Exercise details: What to return is the tail of the data, from the line that contains "pub mod shutdown;" down to the last line, copied exactly.

Dataset entries
┌────────
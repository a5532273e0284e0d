//! Lifecycle management subsystem.
//!
//! # Data Flow
//! ```text
//! Startup (startup.rs):
//!     Load config → Validate → Initialize metrics → Build server → Bind listener
//!
//! Shutdown (shutdown.rs):
//!     Signal received → Stop accepting → Drain in-flight requests → Exit
//!
//! Signals (signals.rs):
//!     SIGTERM/SIGINT → Trigger graceful shutdown
//! ```

pub mod shutdown;
pub mod signals;
pub mod startup;

pub use shutdown::Shutdown;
└────────
Solution:
pub mod shutdown;
pub mod signals;
pub mod startup;

pub use shutdown::Shutdown;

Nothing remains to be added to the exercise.